See Immigration and Nationality Act (the Act) section 203(b)(2), 8 U.S.C. § 1153(b)(2). 
The Director of the Texas Service Center denied the petition, concluding the record did not establish 
the Petitioner's eligibility for a national interest waiver under the Dhanasar framework. The matter 
is now before us on appeal. 8 C.F.R. § 103.3. 
The Petitioner bears the burden of proof to demonstrate eligibility by a preponderance of the evidence. 
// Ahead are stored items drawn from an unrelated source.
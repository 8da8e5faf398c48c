//! Raw sweep storage.
//!
//! Every recorded sweep lands in its own CSV file, `<output_dir>/<RecordId>.csv`,
//! with a `Frequency (Hz),Magnitude (dB)` header followed by one row per sample
//! pair in acquisition order.
use crate::{
    core::{RecordId, Sweep, SweepStore},
    error::{AppResult, DaqError},
};
use async_trait::async_trait;
use std::fs::File;
use std::path::{Path, PathBuf};
use tracing::debug;

/// Column headers of a raw sweep record.
pub const SWEEP_HEADER: [&str; 2] = ["Frequency (Hz)", "Magnitude (dB)"];

/// [`SweepStore`] writing one CSV file per sweep.
pub struct CsvSweepStore {
    dir: PathBuf,
}

impl CsvSweepStore {
    /// Creates a store rooted at `dir`, creating the directory if needed.
    pub fn new(dir: impl Into<PathBuf>) -> AppResult<Self> {
        let dir = dir.into();
        std::fs::create_dir_all(&dir)?;
        Ok(Self { dir })
    }

    /// Directory that holds the records.
    pub fn dir(&self) -> &Path {
        &self.dir
    }

    /// File a record with the given identifier is written to.
    pub fn path_for(&self, id: &RecordId) -> PathBuf {
        self.dir.join(format!("{id}.csv"))
    }

    fn write_file(path: &Path, sweep: &Sweep) -> Result<(), csv::Error> {
        let mut writer = csv::Writer::from_writer(File::create(path)?);
        writer.write_record(SWEEP_HEADER)?;
        for (frequency, magnitude) in sweep.samples() {
            writer.write_record([frequency.to_string(), magnitude.to_string()])?;
        }
        writer.flush()?;
        Ok(())
    }
}

#[async_trait]
impl SweepStore for CsvSweepStore {
    async fn write_sweep(&mut self, id: &RecordId, sweep: &Sweep) -> AppResult<()> {
        let path = self.path_for(id);
        Self::write_file(&path, sweep).map_err(|e| {
            DaqError::Persistence(format!("Failed to write sweep to {}: {e}", path.display()))
        })?;
        debug!(record = %id, samples = sweep.len(), "Raw sweep written");
        Ok(())
    }
}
Matter of Chawathe, 25 l&N Dec. 369, 375-76 (AAO 2010). We review the questions in this matter 
de nova. Matter of Christa's, Inc., 26 l&N Dec. 537, 537 n.2 (AAO 2015). Upon de nova review, 
we will dismiss the appeal. 
I. LAW 
To establish eligibility for a national interest waiver, a petitioner must first demonstrate qualification 
for the underlying EB-2 visa classification, as either an advanced degree professional or an individual 
of exceptional ability in the sciences, arts, or business. Section 203(b)(2)(B)(i) of the Act. Once a 
petitioner demonstrates eligibility as either a member of the professions holding an advanced degree 
or an individual of exceptional ability, they must then establish that they merit a discretionary waiver 
of the job offer requirement "in the national interest." Section 203(b)(2)(B)(i) of the Act. While 
neither the statute nor the pertinent regulations define the term "national interest," Matter of Dhanasar, 
26 l&N Dec. 884, 889 (AAO 2016), provides the framework for adjudicating national interest waiver 
petitions. Dhanasar states that U.S. Citizenship and Immigration Services (USCIS) may, as matter of 
discretion1, grant a national interest waiver if the petitioner demonstrates that: 
• The proposed endeavor has both substantial merit and national importance; 
• The individual is well-positioned to advance their proposed endeavor; and 
1 See also Poursina v. USCIS, 936 F.3d 868 (9th Cir. 2019) (finding USCIS' decision to grant or deny a national interest 
waiver to be discretionary in nature). 
• On balance, waiving the job offer requirement would benefit the United States. 
II. ANALYSIS 
A. Advanced Degree Professional 
The evidence establishes the Petitioner holds the foreign equivalent of a U.S. bachelor's degree 
followed by at least five years of post-baccalaureate experience. Therefore, the record supports a 
finding that the Petitioner qualifies for the underlying EB-2 classification as an advanced degree 
professional. The remaining issue to be determined is whether the Petitioner has established eligibility 
for a national interest waiver under the Dhanasar framework. While we do not discuss each piece of 
evidence individually, we have reviewed and considered each one. 
B. The Proposed Endeavor 
In his response to the Director's request for evidence (RFE), the Petitioner stated, "I intend to continue 
working in the U.S. as a Petroleum Engineer[,] as an employee of a U.S.-based company[,] such as 
my current employer,! Ior as an independent consultant delivering exceptional drilling, 
[oil] well completion and packers products, services, and projects to multinational energy companies 
in the Oil & Gas industry .... " Although the Petitioner provided significant background detail on the 
work he performs for his current employer, he has not clarified how he will be employed as a 
petroleum engineer within the context of his proposed endeavor. Specifically, the Petitioner stated 
that he may work as a petroleum engineer for his current employer, another U.S.-based employer, or 
as an independent consultant. The record does not reflect whether the proposed endeavor involves 
pursuing one or each one of these employment avenues, some combination of them, or whether he 
will hold these positions simultaneously or concurrently. 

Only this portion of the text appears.